Config sections consumed

hcp

patient

tractography, hcp, transforms, qc

mrtrix3

patient

tractography, hcp, qc

tract_synthseg

patient

tractography, hcp, synthseg, transforms, qc

full_pipeline

patient

preprocessing, preprocess, registration, tractography, transforms, tract_similarity, atlas, qc

preprocess

patient

preprocessing, preprocess, registration, segmentation, synthseg

synthseg

patient

synthseg

registration

patient

registration, hcp

transform

patient

transforms, registration

atlas_to_patient

patient

transforms, registration

tract_similarity

patient

tract_similarity, atlas, qc

qc

patient

qc, tractography, atlas

minimal

patient

(common sections only)

atlas

cohort

atlas, atlas_qc

learned_atlas

cohort

learned_atlas, atlas

tract_similarity_cohort

cohort

tract_similarity, qc

tract_similarity_hcp_loo

cohort

tract_similarity, atlas

tract_similarity_sweep

cohort

tract_similarity, tract_similarity_sweep

All 17 registered workflows are listed. The five cohort-scope workflows ignore -p/--patient-id and --all; they operate on the configured output directory.

Per-section reference#

Every top-level section of PipelineConfig has a dedicated reference page. Each lists every field with name, type, default, validator constraints, and a one-line description.

Best practices#

  1. Keep default.yaml minimal. Put workflow-specific knobs in protocol files; put subject quirks in patient files.

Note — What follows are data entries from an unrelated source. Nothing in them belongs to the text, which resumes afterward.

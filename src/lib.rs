pub mod compiler;
pub mod condition;
pub mod config;
pub mod dsl;
pub mod error;
pub mod executor;
pub mod nodes;
pub mod runtime;
pub mod variables;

  2. Don’t hardcode paths in code. Every path comes through the config.

  3. Use the example files as templates — they document the optional fields that aren’t in the bare defaults.

  4. Validate early. Section-level extra="forbid" rejects typos at load time; trust the model and don’t bypass it.

  5. Comment non-obvious values in YAML — Pydantic descriptions show up in thesis show-config, but comments stay visible in the YAML itself.